Sunday, January 2, 2011

Put your best foot forward in Prada's new hybrid brogue

While the very idea of "intellectual" fashion is likely to bring out an even a half-intelligent woman in hives, there are certain industry heavyweights who regularly come up with designs that provoke a certain amount of thought at least.

Enter the new Prada shoe. There are many of these, of course. But for spring/summer 2011 perhaps the most remarkable is the brogue – or a post-modern hybrid of the brogue par excellence. The upper – in black, white or tan – could have walked straight out of Church's. (The Prada Group owns this British heritage brand neatly enough.) The sole, however, is more interesting than that.

It's not news that flat shoes made an unprecedented appearance on the catwalk when the incoming collections were first shown. Everyone from Balenciaga to Valentino and from ChloĆ© to Lanvin – where models apparently threw off their impossibly high heels of their own accord, stepping into flat pumps that just happened to be available – proposed them.

The shoe in question here is of that particular stable, certainly, but is elevated, so adding length to madam's leg in the manner of any number of platform/talon heels and easy-to-run-in boots. Who, then, could wish for anything more?
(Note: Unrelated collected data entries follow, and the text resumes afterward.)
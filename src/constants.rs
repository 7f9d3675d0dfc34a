//! Constants for board dimensions and search parameters.
//!
//! The board is a fixed offset hex grid of `R` rows by `C` columns. Cells are
//! addressed by `(row, col)` and stored in bitmaps by linear index
//! `row * C + col`.

// =============================================================================
// Board Geometry
// =============================================================================

/// Number of rows.
pub const R: i8 = 11;

/// Number of columns.
pub const C: i8 = 10;

/// Total number of cells (`R * C`). Must fit in the 128-bit cell bitmap.
pub const N: usize = (R as usize) * (C as usize);

const _: () = assert!(N <= 128, "board does not fit in the cell bitmap");

// =============================================================================
// Search Parameters
// =============================================================================

/// Escape distance reported when the cat cannot reach any edge cell.
///
/// No real distance can reach `N`, so it doubles as "trapped".
pub const UNREACHABLE: usize = N;

/// Default number of node expansions per automated-player search.
pub const DEFAULT_MAX_EXPANSIONS: usize = 50_000;

// =============================================================================
// Board Generation
// =============================================================================

/// Number of random wall placements attempted for a generated board.
pub const RANDOM_WALLS: usize = 8;

// =============================================================================
// Board Text Format
// =============================================================================

/// Token for the cat's cell.
pub const TOKEN_CAT: char = 'C';

/// Token for a blocked cell.
pub const TOKEN_BLOCKED: char = '#';

/// Token for an open cell.
pub const TOKEN_OPEN: char = '-';
//! Cat-Trap: block cells on a hex board to keep the cat from escaping.
//!
//! ## Usage
//!
//! - `cat-trap play <BOARD>` - Play a board file with the automated player
//! - `cat-trap play <BOARD> --interactive` - Play it yourself
//! - `cat-trap generate` - Print a random board
//! - `cat-trap demo` - Watch the automated player on a random board

use std::fs;
use std::path::PathBuf;

use anyhow::Context;
use clap::{Parser, Subcommand};

use cat_trap::board::Board;
use cat_trap::constants::{DEFAULT_MAX_EXPANSIONS, RANDOM_WALLS};
use cat_trap::game::{Game, Outcome, Turn};
use cat_trap::player::{AutoPlayer, InteractivePlayer, Player};
use cat_trap::search::SearchConfig;

/// Cat-Trap: a hex-board cat trapping puzzle and solver
#[derive(Parser)]
#[command(name = "cat-trap")]
#[command(author, version, about, long_about = None)]
struct Cli {
    #[command(subcommand)]
    command: Option<Commands>,
}

#[derive(Subcommand)]
enum Commands {
    /// Play a board loaded from a file
    Play {
        /// Board file: 11 rows of 10 tokens (`C` cat, `#` blocked, `-` open)
        board: PathBuf,
        /// Enter moves on stdin instead of using the automated player
        #[arg(long)]
        interactive: bool,
        /// Search node budget for the automated player
        #[arg(long, default_value_t = DEFAULT_MAX_EXPANSIONS)]
        max_expansions: usize,
    },
    /// Print a random board
    Generate {
        /// Seed for reproducible boards
        #[arg(long)]
        seed: Option<u64>,
        /// Number of random wall placements
        #[arg(long, default_value_t = RANDOM_WALLS)]
        walls: usize,
    },
    /// Let the automated player play a random board
    Demo {
        #[arg(long)]
        seed: Option<u64>,
        #[arg(long, default_value_t = RANDOM_WALLS)]
        walls: usize,
        #[arg(long, default_value_t = DEFAULT_MAX_EXPANSIONS)]
        max_expansions: usize,
    },
}

fn main() -> anyhow::Result<()> {
    env_logger::Builder::from_env(env_logger::Env::default().default_filter_or("warn"))
        .target(env_logger::Target::Stderr)
        .init();

    let cli = Cli::parse();

    match cli.command {
        Some(Commands::Play {
            board,
            interactive,
            max_expansions,
        }) => {
            let text = fs::read_to_string(&board)
                .with_context(|| format!("failed to read {}", board.display()))?;
            let parsed: Board = text
                .parse()
                .with_context(|| format!("failed to load board from {}", board.display()))?;
            let player: Box<dyn Player> = if interactive {
                Box::new(InteractivePlayer::stdio())
            } else {
                Box::new(auto_player(max_expansions))
            };
            play(parsed, player)
        }
        Some(Commands::Generate { seed, walls }) => {
            print!("{}", Board::random(&mut rng(seed), walls));
            Ok(())
        }
        Some(Commands::Demo {
            seed,
            walls,
            max_expansions,
        }) => {
            let board = Board::random(&mut rng(seed), walls);
            play(board, Box::new(auto_player(max_expansions)))
        }
        None => {
            let board = Board::random(&mut rng(None), RANDOM_WALLS);
            play(board, Box::new(auto_player(DEFAULT_MAX_EXPANSIONS)))
        }
    }
}

fn rng(seed: Option<u64>) -> fastrand::Rng {
    seed.map_or_else(fastrand::Rng::new, fastrand::Rng::with_seed)
}

fn auto_player(max_expansions: usize) -> AutoPlayer {
    AutoPlayer::with_config(SearchConfig { max_expansions })
}

fn play(board: Board, player: Box<dyn Player>) -> anyhow::Result<()> {
    println!("Initial board:");
    println!("{board}");

    let mut game = Game::new(board, player);
    loop {
        match game.step()? {
            Turn::Played { block, cat } => {
                println!("Player blocks {block}, cat moves to {cat}:");
                println!("{}", game.board());
            }
            Turn::Over { block, outcome } => {
                if let Some(block) = block {
                    println!("Player blocks {block}:");
                    println!("{}", game.board());
                }
                match outcome {
                    Outcome::Escaped => println!("Failed! The cat ran away!"),
                    Outcome::Trapped => println!("Succeeded! You trapped the cat!"),
                }
                return Ok(());
            }
        }
    }
}
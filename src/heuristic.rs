//! Escape distance: how many moves the cat needs to reach the edge.
//!
//! This ignores any blocks the player might still place, so it is only a
//! priority signal for the search. Larger values are better for the player.

use crate::board::Board;
use crate::constants::UNREACHABLE;
use crate::grid::{CellSet, Point};

/// Minimum number of cat moves to any edge cell, or [`UNREACHABLE`] if the
/// cat is walled in.
pub fn escape_distance(board: &Board) -> usize {
    let start = board.cat();
    let mut visited = CellSet::new();
    visited.insert(start);
    let mut layer = vec![start];
    let mut distance = 0;

    while !layer.is_empty() {
        if layer.iter().any(|p| p.is_edge()) {
            return distance;
        }
        let mut next: Vec<Point> = Vec::new();
        for &p in &layer {
            for q in p.neighbors() {
                if !board.is_blocked(q) && visited.insert(q) {
                    next.push(q);
                }
            }
        }
        layer = next;
        distance += 1;
    }

    UNREACHABLE
}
In reality, however, only very few people are likely to have the front – or indeed the style credentials – to carry this one off. References are layered, literally. Working from the bottom up, said footwear begins life as a high-performance trainer, then moves seamlessly into 1970s espadrille territory. As far as proportions are concerned, there's more than a touch of the brothel creeper here also, a cutely nostalgic sight for sore eyes if ever there was one.

Backstage following her Milan show in September, Miuccia Prada labelled her collection as "fresh, brave, bold and obvious." Obvious? Such things are relative of course. Either way, said shoe is destined to add more than a dash of fashionably alien spice to even the most understated outfit. Suffice to say that fierce doesn't cover it.